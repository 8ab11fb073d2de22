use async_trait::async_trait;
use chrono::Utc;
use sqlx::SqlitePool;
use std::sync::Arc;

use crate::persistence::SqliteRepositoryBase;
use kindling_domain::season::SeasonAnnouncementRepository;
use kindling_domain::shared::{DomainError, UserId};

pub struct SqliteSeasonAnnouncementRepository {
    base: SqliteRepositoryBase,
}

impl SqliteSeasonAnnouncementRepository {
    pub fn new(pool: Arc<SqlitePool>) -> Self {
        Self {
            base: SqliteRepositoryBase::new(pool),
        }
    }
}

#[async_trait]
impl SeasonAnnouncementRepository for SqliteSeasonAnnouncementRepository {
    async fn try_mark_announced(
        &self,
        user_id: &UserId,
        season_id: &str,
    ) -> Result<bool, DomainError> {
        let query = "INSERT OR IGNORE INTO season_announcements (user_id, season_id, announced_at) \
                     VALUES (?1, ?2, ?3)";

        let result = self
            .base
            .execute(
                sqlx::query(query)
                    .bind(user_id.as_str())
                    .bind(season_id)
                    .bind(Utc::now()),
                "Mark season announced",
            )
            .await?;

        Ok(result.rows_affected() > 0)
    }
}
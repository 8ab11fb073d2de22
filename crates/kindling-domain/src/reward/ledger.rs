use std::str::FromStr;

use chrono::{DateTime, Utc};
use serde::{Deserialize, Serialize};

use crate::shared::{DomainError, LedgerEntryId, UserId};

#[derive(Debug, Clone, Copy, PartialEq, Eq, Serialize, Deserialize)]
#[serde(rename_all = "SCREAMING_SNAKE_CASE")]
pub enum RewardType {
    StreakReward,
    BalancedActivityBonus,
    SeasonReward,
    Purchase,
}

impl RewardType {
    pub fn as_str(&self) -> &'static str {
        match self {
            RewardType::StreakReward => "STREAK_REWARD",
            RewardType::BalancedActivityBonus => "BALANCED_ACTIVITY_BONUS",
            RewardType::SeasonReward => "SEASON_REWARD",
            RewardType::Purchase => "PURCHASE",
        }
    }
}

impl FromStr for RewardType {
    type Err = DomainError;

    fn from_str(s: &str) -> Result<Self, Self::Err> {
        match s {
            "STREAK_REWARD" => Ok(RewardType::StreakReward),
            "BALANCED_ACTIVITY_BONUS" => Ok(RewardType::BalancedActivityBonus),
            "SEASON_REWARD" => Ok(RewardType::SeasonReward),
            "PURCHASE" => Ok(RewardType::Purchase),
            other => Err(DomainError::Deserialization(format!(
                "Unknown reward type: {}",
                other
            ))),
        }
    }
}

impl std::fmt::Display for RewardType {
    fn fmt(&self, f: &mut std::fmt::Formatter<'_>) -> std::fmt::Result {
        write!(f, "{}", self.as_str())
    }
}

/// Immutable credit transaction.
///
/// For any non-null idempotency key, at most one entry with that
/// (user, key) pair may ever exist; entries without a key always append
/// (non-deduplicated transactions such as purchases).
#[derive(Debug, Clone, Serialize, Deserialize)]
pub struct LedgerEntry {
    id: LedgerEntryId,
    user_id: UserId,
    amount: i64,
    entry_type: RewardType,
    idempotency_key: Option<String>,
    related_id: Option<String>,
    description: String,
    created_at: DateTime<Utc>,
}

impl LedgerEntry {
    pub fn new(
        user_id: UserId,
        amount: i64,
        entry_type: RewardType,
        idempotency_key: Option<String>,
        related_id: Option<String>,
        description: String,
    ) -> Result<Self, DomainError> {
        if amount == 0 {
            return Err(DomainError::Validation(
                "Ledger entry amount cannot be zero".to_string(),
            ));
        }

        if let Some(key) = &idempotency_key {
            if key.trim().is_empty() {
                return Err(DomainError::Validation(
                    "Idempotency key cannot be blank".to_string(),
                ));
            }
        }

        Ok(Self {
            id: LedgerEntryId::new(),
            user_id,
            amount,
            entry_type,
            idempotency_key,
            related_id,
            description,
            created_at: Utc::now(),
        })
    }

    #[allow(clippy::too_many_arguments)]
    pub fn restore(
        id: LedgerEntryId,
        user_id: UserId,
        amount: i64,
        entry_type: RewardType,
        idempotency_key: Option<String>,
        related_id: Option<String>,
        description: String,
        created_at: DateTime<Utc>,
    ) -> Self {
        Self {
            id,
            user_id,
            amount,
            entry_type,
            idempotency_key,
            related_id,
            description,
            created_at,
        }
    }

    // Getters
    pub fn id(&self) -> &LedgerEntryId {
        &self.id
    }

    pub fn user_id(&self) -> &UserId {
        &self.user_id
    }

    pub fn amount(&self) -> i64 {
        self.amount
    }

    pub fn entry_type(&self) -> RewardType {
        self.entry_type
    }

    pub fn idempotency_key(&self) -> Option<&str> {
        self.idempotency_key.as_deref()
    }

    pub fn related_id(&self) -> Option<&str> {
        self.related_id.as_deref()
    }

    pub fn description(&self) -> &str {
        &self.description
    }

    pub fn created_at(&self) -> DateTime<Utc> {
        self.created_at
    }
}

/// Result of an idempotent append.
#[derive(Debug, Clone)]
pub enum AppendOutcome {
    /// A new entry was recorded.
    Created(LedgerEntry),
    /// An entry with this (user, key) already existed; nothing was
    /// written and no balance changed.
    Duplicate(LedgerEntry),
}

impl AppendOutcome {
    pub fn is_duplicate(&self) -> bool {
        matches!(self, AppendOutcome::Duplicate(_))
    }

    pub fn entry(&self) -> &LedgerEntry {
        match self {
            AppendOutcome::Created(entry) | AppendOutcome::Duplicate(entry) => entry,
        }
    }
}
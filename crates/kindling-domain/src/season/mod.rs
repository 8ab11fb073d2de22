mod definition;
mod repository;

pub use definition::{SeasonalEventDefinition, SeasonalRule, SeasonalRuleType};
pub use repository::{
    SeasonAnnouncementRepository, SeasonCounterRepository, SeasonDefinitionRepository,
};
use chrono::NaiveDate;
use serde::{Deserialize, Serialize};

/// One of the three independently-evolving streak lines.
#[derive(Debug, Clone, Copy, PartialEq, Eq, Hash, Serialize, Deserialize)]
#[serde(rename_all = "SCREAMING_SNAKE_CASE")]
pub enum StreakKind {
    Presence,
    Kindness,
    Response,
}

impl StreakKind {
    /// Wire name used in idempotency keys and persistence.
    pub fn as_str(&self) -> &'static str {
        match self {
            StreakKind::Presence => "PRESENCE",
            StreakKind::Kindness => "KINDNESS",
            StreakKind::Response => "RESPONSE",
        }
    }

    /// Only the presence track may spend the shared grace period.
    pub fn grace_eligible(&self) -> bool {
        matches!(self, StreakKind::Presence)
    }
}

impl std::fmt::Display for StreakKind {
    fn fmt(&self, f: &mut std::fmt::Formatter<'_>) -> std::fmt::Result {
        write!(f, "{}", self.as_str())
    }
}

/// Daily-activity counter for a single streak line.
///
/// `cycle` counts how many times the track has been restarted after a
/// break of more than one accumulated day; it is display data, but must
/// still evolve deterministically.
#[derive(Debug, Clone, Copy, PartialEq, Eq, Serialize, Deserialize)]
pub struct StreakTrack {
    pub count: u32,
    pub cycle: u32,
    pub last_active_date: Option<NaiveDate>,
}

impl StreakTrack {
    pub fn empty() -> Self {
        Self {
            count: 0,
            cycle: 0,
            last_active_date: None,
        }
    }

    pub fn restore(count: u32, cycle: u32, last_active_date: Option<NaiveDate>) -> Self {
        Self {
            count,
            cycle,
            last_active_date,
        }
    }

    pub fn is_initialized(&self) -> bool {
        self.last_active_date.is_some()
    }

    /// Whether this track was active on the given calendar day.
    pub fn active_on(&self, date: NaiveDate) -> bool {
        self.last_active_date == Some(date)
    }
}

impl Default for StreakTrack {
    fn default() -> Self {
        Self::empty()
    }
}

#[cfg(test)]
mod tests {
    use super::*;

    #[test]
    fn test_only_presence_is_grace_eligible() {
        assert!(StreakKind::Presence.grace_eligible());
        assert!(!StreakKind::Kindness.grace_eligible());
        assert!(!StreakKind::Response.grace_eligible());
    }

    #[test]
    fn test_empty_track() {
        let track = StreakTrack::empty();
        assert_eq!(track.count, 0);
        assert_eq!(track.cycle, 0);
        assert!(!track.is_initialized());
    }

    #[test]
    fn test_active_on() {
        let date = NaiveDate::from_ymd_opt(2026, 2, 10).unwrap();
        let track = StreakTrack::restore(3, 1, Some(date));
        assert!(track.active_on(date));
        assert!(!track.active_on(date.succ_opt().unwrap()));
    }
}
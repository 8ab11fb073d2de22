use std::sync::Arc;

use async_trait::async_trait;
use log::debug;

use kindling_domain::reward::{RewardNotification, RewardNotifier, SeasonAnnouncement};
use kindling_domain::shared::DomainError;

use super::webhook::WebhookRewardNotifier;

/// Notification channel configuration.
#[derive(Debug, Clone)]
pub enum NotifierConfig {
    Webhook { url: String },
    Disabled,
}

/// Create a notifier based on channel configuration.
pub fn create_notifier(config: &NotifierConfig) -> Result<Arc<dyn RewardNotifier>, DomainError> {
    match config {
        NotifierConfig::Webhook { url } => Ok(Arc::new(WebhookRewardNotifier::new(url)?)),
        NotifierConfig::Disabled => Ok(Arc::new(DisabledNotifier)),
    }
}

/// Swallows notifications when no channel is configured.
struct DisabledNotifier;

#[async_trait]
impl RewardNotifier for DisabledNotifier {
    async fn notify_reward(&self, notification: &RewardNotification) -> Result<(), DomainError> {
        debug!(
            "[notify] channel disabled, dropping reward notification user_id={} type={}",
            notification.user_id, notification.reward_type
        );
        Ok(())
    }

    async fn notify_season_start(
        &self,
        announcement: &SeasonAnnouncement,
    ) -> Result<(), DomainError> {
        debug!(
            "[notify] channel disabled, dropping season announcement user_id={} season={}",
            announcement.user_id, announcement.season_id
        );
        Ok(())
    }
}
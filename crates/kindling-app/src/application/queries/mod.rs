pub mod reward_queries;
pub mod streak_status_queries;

→ YOUR OBJECTIVE
From the first line of the data above to the line containing "-> Result<bool, DomainError>", repeat everything exactly and add nothing.

→ YOUR SOLUTION
repository 8ab11fb073d2de22
use async_trait::async_trait;
use chrono::Utc;
use sqlx::SqlitePool;
use std::sync::Arc;

use crate::persistence::SqliteRepositoryBase;
use kindling_domain::season::SeasonAnnouncementRepository;
use kindling_domain::shared::{DomainError, UserId};

pub struct SqliteSeasonAnnouncementRepository {
    base: SqliteRepositoryBase,
}

impl SqliteSeasonAnnouncementRepository {
    pub fn new(pool: Arc<SqlitePool>) -> Self {
        Self {
            base: SqliteRepositoryBase::new(pool),
        }
    }
}

#[async_trait]
impl SeasonAnnouncementRepository for SqliteSeasonAnnouncementRepository {
    async fn try_mark_announced(
        &self,
        user_id: &UserId,
        season_id: &str,
    ) -> Result<bool, DomainError> {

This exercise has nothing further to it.